HVCC – Appraisal Fraud & The New Code – The NY Attorney General in his own words “BELIEVES” a private investigation of Fannie / Freddie has discovered wide spread inflated appraisal values. The source of the inflated values are corrupt appraisers and mortgage brokers. The last time I checked mortgage brokers don’t apply their signature as the primary or review appraiser. If the investigation found fraudulent appraisals why aren’t the offenders being prosecuted? If the investigation found bribery why aren’t the offenders being prosecuted? Isn’t the NY Attorney General responsible for prosecuting criminals. What every happened to the phrase “Innocent until proven guilty”. The new code will allow the so-called corrupt appraiser and so-called corrupt mortgage broker to continue doing “indirect” business. Sounds like the NY Attorney General is more interested in making a name for himself than carrying out the duties of his office “PROSECUTION”. With every new crisis in America why do our elected and appointed officials broad stoke us with new feel good laws. I for one say enforce existing law. If an industry has wide spread corruption what better way to rid the bad element than prosecution. The back room closed door process in which this agreement has been struck is further suspicious. Apply the smell test. STINKS!
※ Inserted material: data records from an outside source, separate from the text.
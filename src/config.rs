use serde::{Deserialize, Serialize};
use std::collections::BTreeMap;
use std::path::Path;
use crate::error::{Result, SubtranslateError};

#[derive(Debug, Clone, Default, Serialize, Deserialize)]
#[serde(default)]
pub struct Config {
    pub endpoint: EndpointConfig,
    pub paths: PathsConfig,
    pub sanitizer: SanitizerConfig,
    pub prompt: PromptConfig,
    pub logging: LoggingConfig,
}

#[derive(Debug, Clone, Serialize, Deserialize)]
#[serde(default)]
pub struct EndpointConfig {
    /// Base URL of the ollama server
    pub url: String,
    /// Path of the model registry listing
    pub models_path: String,
    /// Path of the non-streaming generation call
    pub generate_path: String,
    /// Model used when the caller does not name one
    pub default_model: String,
    /// Timeout for the availability probe (seconds)
    pub probe_timeout_secs: u64,
    /// Timeout for a single generation call (seconds)
    pub generate_timeout_secs: u64,
    /// Sampling temperature
    pub temperature: f32,
    /// Nucleus sampling cutoff
    pub top_p: f32,
    /// Maximum number of tokens generated per entry
    pub num_predict: u32,
}

#[derive(Debug, Clone, Serialize, Deserialize)]
#[serde(default)]
pub struct PathsConfig {
    /// Local mount point of the media share
    pub media_root: String,
    /// Substrings identifying a remote share path (UNC prefix, server address)
    pub share_markers: Vec<String>,
    /// Share name; everything up to and including it is dropped from remote paths
    pub share_base: String,
}

#[derive(Debug, Clone, Serialize, Deserialize)]
#[serde(default)]
pub struct SanitizerConfig {
    /// Lines whose CJK fraction reaches this value are dropped for non-CJK targets
    pub cjk_threshold: f64,
}

#[derive(Debug, Clone, Default, Serialize, Deserialize)]
#[serde(default)]
pub struct PromptConfig {
    /// Extra per-language guidance, keyed by language code.
    /// Entries here override the built-in ones.
    pub style_guides: BTreeMap<String, String>,
}

#[derive(Debug, Clone, Default, Serialize, Deserialize)]
#[serde(default)]
pub struct LoggingConfig {
    pub verbose: bool,
}

impl Default for EndpointConfig {
    fn default() -> Self {
        Self {
            url: "http://localhost:11434".to_string(),
            models_path: "/api/tags".to_string(),
            generate_path: "/api/generate".to_string(),
            default_model: "qwen2.5:14b".to_string(),
            probe_timeout_secs: 5,
            generate_timeout_secs: 180,
            temperature: 0.1,
            top_p: 0.8,
            num_predict: 500,
        }
    }
}

impl Default for PathsConfig {
    fn default() -> Self {
        Self {
            media_root: "/mnt/media".to_string(),
            share_markers: vec!["\\\\".to_string(), "192.168.0.2".to_string()],
            share_base: "Media".to_string(),
        }
    }
}

impl Default for SanitizerConfig {
    fn default() -> Self {
        Self { cjk_threshold: 0.5 }
    }
}

impl Config {
    pub fn from_file<P: AsRef<Path>>(path: P) -> Result<Self> {
        let content = std::fs::read_to_string(path)
            .map_err(|e| SubtranslateError::Config(format!("Failed to read config file: {}", e)))?;

        let config: Config = toml::from_str(&content)
            .map_err(|e| SubtranslateError::Config(format!("Failed to parse config file: {}", e)))?;

        config.validate()?;
        Ok(config)
    }

    pub fn save_to_file<P: AsRef<Path>>(&self, path: P) -> Result<()> {
        let content = toml::to_string_pretty(self)
            .map_err(|e| SubtranslateError::Config(format!("Failed to serialize config: {}", e)))?;

        std::fs::write(path, content)
            .map_err(|e| SubtranslateError::Config(format!("Failed to write config file: {}", e)))?;

        Ok(())
    }

    fn validate(&self) -> Result<()> {
        let threshold = self.sanitizer.cjk_threshold;
        // 0 would drop every line
        if !(threshold > 0.0 && threshold <= 1.0) {
            return Err(SubtranslateError::Config(format!(
                "sanitizer.cjk_threshold must be in (0, 1], got {}",
                threshold
            )));
        }
        if self.endpoint.generate_timeout_secs == 0 || self.endpoint.probe_timeout_secs == 0 {
            return Err(SubtranslateError::Config("endpoint timeouts must be positive".to_string()));
        }
        Ok(())
    }
}
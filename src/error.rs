use thiserror::Error;

#[derive(Error, Debug)]
pub enum SubtranslateError {
    #[error("IO error: {0}")]
    Io(#[from] std::io::Error),

    #[error("JSON serialization error: {0}")]
    Json(#[from] serde_json::Error),

    #[error("TOML parsing error: {0}")]
    Toml(#[from] toml::de::Error),

    #[error("HTTP request error: {0}")]
    Http(#[from] reqwest::Error),

    #[error("File not found: {0}")]
    PathNotFound(String),

    #[error("Model '{0}' is not available on the inference endpoint")]
    ModelUnavailable(String),

    #[error("No subtitle entries could be parsed from {0}")]
    ParseFailure(String),

    #[error("Failed to write output: {0}")]
    Write(String),

    #[error("Could not decode subtitle file: {0}")]
    Decode(String),

    #[error("Translation error: {0}")]
    Translation(String),

    #[error("Configuration error: {0}")]
    Config(String),
}

impl SubtranslateError {
    /// Process exit code reported by the CLI for this failure.
    pub fn exit_code(&self) -> u8 {
        match self {
            Self::PathNotFound(_) => 2,
            Self::ModelUnavailable(_) => 3,
            Self::ParseFailure(_) => 4,
            _ => 1,
        }
    }
}

pub type Result<T> = std::result::Result<T, SubtranslateError>;
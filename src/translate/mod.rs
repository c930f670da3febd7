// Translation of individual subtitle entries
//
// - prompt: prompt construction and per-language style guides
// - sanitize: cleanup of raw model output
// - ollama: HTTP client for the inference endpoint

pub mod prompt;
pub mod sanitize;
pub mod ollama;

use async_trait::async_trait;

pub use ollama::OllamaClient;
pub use prompt::{PromptBuilder, StyleGuides};
pub use sanitize::Sanitizer;

/// Per-job translation parameters shared by every entry
#[derive(Debug, Clone, PartialEq, Eq)]
pub struct TranslationRequest {
    pub target_language: String,
    pub model: String,
    pub context: Option<String>,
}

/// Backend used by the workflow to translate entries
#[cfg_attr(test, mockall::automock)]
#[async_trait]
pub trait Translator: Send + Sync {
    /// Whether the model can be used. Never fails; unreachable means unavailable.
    async fn check_availability(&self, model: &str) -> bool;

    /// Translate one entry's text, falling back to `text` itself on failure
    async fn translate_one(&self, text: &str, request: &TranslationRequest) -> String;
}
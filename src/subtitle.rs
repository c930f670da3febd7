use std::fs::Permissions;
use std::io::Write;
use std::path::Path;
use tokio::fs;
use tracing::{debug, info, warn};

use crate::error::{Result, SubtranslateError};

/// A single timed caption.
///
/// `time_range` is carried verbatim (`HH:MM:SS,mmm --> HH:MM:SS,mmm` in well
/// formed files) and is never interpreted.
#[derive(Debug, Clone, PartialEq, Eq)]
pub struct Entry {
    pub index: u32,
    pub time_range: String,
    pub lines: Vec<String>,
}

impl Entry {
    pub fn new(index: u32, time_range: impl Into<String>, text: &str) -> Self {
        Self {
            index,
            time_range: time_range.into(),
            // a blank line would end the SRT block early
            lines: text
                .lines()
                .filter(|line| !line.trim().is_empty())
                .map(str::to_string)
                .collect(),
        }
    }

    /// Entry text with its line breaks restored
    pub fn text(&self) -> String {
        self.lines.join("\n")
    }

    /// Same index and time range, new text
    pub fn with_text(&self, text: &str) -> Self {
        Self::new(self.index, self.time_range.clone(), text)
    }
}

/// Entries in source-file order. Indices are kept as found, even when they
/// repeat or go backwards.
#[derive(Debug, Clone, Default, PartialEq, Eq)]
pub struct Document {
    pub entries: Vec<Entry>,
}

impl Document {
    pub fn new(entries: Vec<Entry>) -> Self {
        Self { entries }
    }

    pub fn len(&self) -> usize {
        self.entries.len()
    }

    pub fn is_empty(&self) -> bool {
        self.entries.is_empty()
    }

    /// Keep only the first `limit` entries
    pub fn truncate(&mut self, limit: usize) {
        self.entries.truncate(limit);
    }
}

/// Parse SRT content. Malformed blocks are skipped rather than reported.
pub fn parse(content: &str) -> Document {
    let normalized = content.replace("\r\n", "\n").replace('\r', "\n");

    let mut entries = Vec::new();
    let mut block: Vec<&str> = Vec::new();
    let mut skipped = 0usize;

    for line in normalized.lines().chain(std::iter::once("")) {
        if !line.trim().is_empty() {
            block.push(line);
            continue;
        }
        if block.is_empty() {
            continue;
        }
        match parse_block(&block) {
            Some(entry) => entries.push(entry),
            None => skipped += 1,
        }
        block.clear();
    }

    if skipped > 0 {
        debug!("Skipped {} malformed subtitle blocks", skipped);
    }
    debug!("Parsed {} subtitle entries", entries.len());
    Document::new(entries)
}

fn parse_block(block: &[&str]) -> Option<Entry> {
    if block.len() < 3 {
        return None;
    }

    let index = block[0].trim().trim_start_matches('\u{feff}').parse::<u32>().ok()?;
    let time_range = block[1].trim();

    Some(Entry {
        index,
        time_range: time_range.to_string(),
        lines: block[2..].iter().map(|line| line.to_string()).collect(),
    })
}

/// Render a document as SRT: one block per entry, blocks separated by a
/// single blank line.
pub fn serialize(document: &Document) -> String {
    let mut srt_content = String::new();

    for entry in &document.entries {
        srt_content.push_str(&format!(
            "{}\n{}\n{}\n\n",
            entry.index,
            entry.time_range,
            entry.text()
        ));
    }

    srt_content
}

/// Decode raw subtitle bytes. UTF-8 (with or without BOM) is preferred;
/// anything else is read as Windows-1252, which covers the Latin-1 files
/// commonly found next to older releases.
pub fn decode(bytes: &[u8]) -> String {
    let bytes = bytes.strip_prefix(&[0xEF, 0xBB, 0xBF]).unwrap_or(bytes);

    match std::str::from_utf8(bytes) {
        Ok(text) => text.to_string(),
        Err(_) => {
            warn!("Subtitle file is not valid UTF-8, decoding as windows-1252");
            let (text, _, _) = encoding_rs::WINDOWS_1252.decode(bytes);
            text.into_owned()
        }
    }
}

/// Read and parse a subtitle file
pub async fn read_document<P: AsRef<Path>>(path: P) -> Result<Document> {
    let path = path.as_ref();
    let bytes = fs::read(path).await?;
    debug!("Read {} bytes from {}", bytes.len(), path.display());
    Ok(parse(&decode(&bytes)))
}

/// Write a document as UTF-8 SRT. The content goes to a temporary file in
/// the destination directory first and is renamed into place, so readers
/// never observe a partial file.
pub fn write_document<P: AsRef<Path>>(document: &Document, output_path: P) -> Result<()> {
    let output_path = output_path.as_ref();
    info!("Writing SRT file: {}", output_path.display());

    let dir = match output_path.parent() {
        Some(parent) if !parent.as_os_str().is_empty() => parent,
        _ => Path::new("."),
    };

    let mut temp = tempfile::NamedTempFile::new_in(dir)
        .map_err(|e| SubtranslateError::Write(format!("{}: {}", dir.display(), e)))?;
    temp.write_all(serialize(document).as_bytes())
        .and_then(|_| match output_permissions(output_path) {
            Some(permissions) => temp.as_file().set_permissions(permissions),
            None => Ok(()),
        })
        .and_then(|_| temp.as_file().sync_all())
        .map_err(|e| SubtranslateError::Write(format!("{}: {}", output_path.display(), e)))?;
    temp.persist(output_path)
        .map_err(|e| SubtranslateError::Write(format!("{}: {}", output_path.display(), e.error)))?;

    Ok(())
}

/// Mode for the output file: an existing target keeps its own, a new one
/// gets 0644 instead of the 0600 of temporary files.
fn output_permissions(output_path: &Path) -> Option<Permissions> {
    if let Ok(metadata) = std::fs::metadata(output_path) {
        return Some(metadata.permissions());
    }

    #[cfg(unix)]
    {
        use std::os::unix::fs::PermissionsExt;
        Some(Permissions::from_mode(0o644))
    }
    #[cfg(not(unix))]
    {
        None
    }
}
Mike September 13, 2008 at 6:39 am

This is no different than the stock market. The lender thought of me as a stock. I under-permormed. What do you do when your stock goes bad? You sell! At some point many of us have jumped back into a stock when the price was right. Well, once a principal mod happens the price becomes right. There’s NO reason to put a family on the street to only take the same risk with a new family. Lower the principal and change the loan to a fixed and you avoid the cost of a FC.
Those of you feeling like your left holding the bag – you should be thanking God that you aren’t in this mess. You should be greatful you didn’t get Cancer and have to go out on dis-ability.
To the moron who compared this to a car depreciating – you’re a moron. Apple and Oranges.
If you want vacant homes on your block – auctions happening – and vandalism -then watch your home plummet even more. If I were the guy that didn’t need help I would hope the lenders would fix the troubled buyers quickly so that my home would stop dropping in value.
Stop being so selfish and start praying that this market at least levels out.
Greedy people ALWAYS get what they deserve!